Simple binary serialization¶
Simple binary serialization (SBS) features:
schema based
small schema language optimized for human readability
schema re-usability and organization into modules
small number of built in types
polymorphic data types
binary serialization
designed to enable simple and efficient implementation
optimized for small encoded data size
Example of SBS schema:
module Module
Entry(K, V) = Record {
key: K
value: V
}
Collection(K) = Choice {
null: None
bool: Entry(K, Boolean)
int: Entry(K, Integer)
float: Entry(K, Float)
str: Entry(K, String)
bytes: Entry(K, Bytes)
}
IntKeyCollection = Collection(Integer)
StrKeyCollection = Collection(String)
Schema definition¶
SBS shemas are written as UTF-8 encoded files with .sbs file extension.
Characters ,
, space, \t
, \r
and \n
are considered white-space
characters and are ignored.
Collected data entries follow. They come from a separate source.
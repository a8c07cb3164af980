//! Models contains all structures that are used in different
//! modules of the app

pub mod analytics;
pub mod authorization;
pub mod business;
pub mod coupon;
pub mod location;
pub mod redemption;
pub mod types;
pub mod user_role;
pub mod validation_rules;

pub use self::analytics::*;
pub use self::authorization::*;
pub use self::business::*;
pub use self::coupon::*;
pub use self::location::*;
pub use self::redemption::*;
pub use self::types::*;
pub use self::user_role::*;
pub use self::validation_rules::*;
use diesel;
use diesel::connection::AnsiTransactionManager;
use diesel::pg::Pg;
use diesel::prelude::*;
use diesel::query_dsl::RunQueryDsl;
use diesel::Connection;
use failure::Error as FailureError;

use models::authorization::*;
use models::{AnalyticsEvent, NewAnalyticsEvent, UserId};
use repos::acl;
use repos::legacy_acl::CheckScope;
use repos::types::{RepoAcl, RepoResult};
use schema::analytics_events::dsl as AnalyticsEvents;

/// AnalyticsEvents repository. Events are best-effort bookkeeping; callers
/// log and swallow failures instead of propagating them.
pub struct AnalyticsEventsRepoImpl<'a, T: Connection<Backend = Pg, TransactionManager = AnsiTransactionManager> + 'static> {
    pub db_conn: &'a T,
    pub acl: Box<RepoAcl<AnalyticsEvent>>,
}

pub trait AnalyticsEventsRepo {
    /// Records new analytics event
    fn create(&self, payload: NewAnalyticsEvent) -> RepoResult<AnalyticsEvent>;
}

impl<'a, T: Connection<Backend = Pg, TransactionManager = AnsiTransactionManager> + 'static> AnalyticsEventsRepoImpl<'a, T> {
    pub fn new(db_conn: &'a T, acl: Box<RepoAcl<AnalyticsEvent>>) -> Self {
        Self { db_conn, acl }
    }
}

impl<'a, T: Connection<Backend = Pg, TransactionManager = AnsiTransactionManager> + 'static> AnalyticsEventsRepo
    for AnalyticsEventsRepoImpl<'a, T>
{
    /// Records new analytics event
    fn create(&self, payload: NewAnalyticsEvent) -> RepoResult<AnalyticsEvent> {
        debug!("Create new analytics event {:?}.", payload);

        let query = diesel::insert_into(AnalyticsEvents::analytics_events).values(&payload);
        query
            .get_result::<AnalyticsEvent>(self.db_conn)
            .map_err(From::from)
            .and_then(|value| {
                acl::check(&*self.acl, Resource::AnalyticsEvents, Action::Create, self, Some(&value))?;

                Ok(value)
            }).map_err(|e: FailureError| e.context(format!("Creates new analytics event: {:?} error occurred", payload)).into())
    }
}

impl<'a, T: Connection<Backend = Pg, TransactionManager = AnsiTransactionManager> + 'static> CheckScope<Scope, AnalyticsEvent>
    for AnalyticsEventsRepoImpl<'a, T>
{
    fn is_in_scope(&self, user_id: UserId, scope: &Scope, obj: Option<&AnalyticsEvent>) -> bool {
        match *scope {
            Scope::All => true,
            Scope::Owned => {
                if let Some(event) = obj {
                    event.user_id == Some(user_id)
                } else {
                    false
                }
            }
        }
    }
}
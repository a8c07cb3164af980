//! Model analytics_events
//!
//! Best-effort usage events. Failing to record one never rolls back the
//! operation that produced it.
use std::time::SystemTime;

use serde_json;

use models::{Redemption, UserId};

use schema::analytics_events;

#[derive(Debug, Serialize, Deserialize, Queryable, Clone, Identifiable)]
#[table_name = "analytics_events"]
pub struct AnalyticsEvent {
    pub id: i32,
    pub user_id: Option<UserId>,
    pub event_type: String,
    pub event_data: serde_json::Value,
    pub created_at: SystemTime,
}

#[derive(Serialize, Deserialize, Insertable, Clone, Debug)]
#[table_name = "analytics_events"]
pub struct NewAnalyticsEvent {
    pub user_id: Option<UserId>,
    pub event_type: String,
    pub event_data: serde_json::Value,
}

impl NewAnalyticsEvent {
    /// "redemption occurred" event with the coupon, business and discount
    /// metadata snapshot.
    pub fn coupon_redeem(redemption: &Redemption) -> Self {
        Self {
            user_id: Some(redemption.user_id),
            event_type: "coupon_redeem".to_string(),
            event_data: json!({
                "coupon_id": redemption.coupon_id,
                "business_id": redemption.business_id,
                "discount_amount": redemption.discount_amount,
            }),
        }
    }
}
Characters (
, )
, {
, }
, :
, =
and white-space characters are used as delimiters between other identifiers.
All other valid identifiers are defined by regex [A-Za-z][A-Za-z0-9_]*
.
Character #
is used as start of comment that spans to the end of line.
Each file represents single SBS schema module. Name of SBS module is defined
by module <name>
directive where <name>
represents user-defined
module name. This directive is only mandatory part of each SBS schema and
should be placed at the beginning of each .sbs file. Example of minimal valid
SBS schema:
module ModuleName
Rest of .sbs files contains arbitrary number of user-defined types. Each type
definition is written as <new_type>(<t1> <t2> ...) = <other_type>
where:
<new_type>
Name of new user-defined type.
<t1>
,<t2>
, …Identifiers representing parametric data type arguments used in
<other_type>
definition. If these arguments are not used, parenthesis can be omitted.<other_type>
Other user defined or built in type which encoding should be used for encoding of
<new_type>
. User defined types are specified as<module_name>.<type_name>(<t1> <t2> ...)
. If<type_name>
refers to type defined in same module,<module_name>.
can be omitted. If user defined type is not parametric data type, parenthesis should be omitted.
Data types¶
Builtin data types include:
simple data types
None
Data type without value.
Boolean
Data type with two possible values representing true and false.
Integer
Unconstrained signed integer value.
Float
Floating point value that can be encoded with 8 bytes according to IEEE 754.
String
UTF-8 encoded string value.
Bytes
Array of byte values of arbitrary length.
composite data types
Array(<t>)
Parametric data type that defines arbitrary length Array where all elements are of type defined by
<t>
.Record { <entry1>: <t1>, <entry2>: <t2>, ... }
Collection of user-defined entries where each entry has entry identifier (
<entry1>
,<entry2>
, …) and entry type (<t1>
,<t2>
, …). Encoded data must contain all entries specified by type definition. Number of entries should be greather than zero.Choice { <entry1>: <t1>, <entry2>: <t2>, ... }
Type that can represent one of types defined by
<t1>
,<t2>
, … Encoded data must contain only single entry identified by entry identifier (<entry1>
,<entry2>
, …). Choice definition should contain at least one entry definition.
derived data types
These include predefined types that can be expressed as:
Optional(a) = Choice { none: None value: a }
PEG grammar¶
Module <- OWS 'module' MWS Identifier TypeDefinitions OWS EOF
TypeDefinitions <- (MWS TypeDefinition (MWS TypeDefinition)*)?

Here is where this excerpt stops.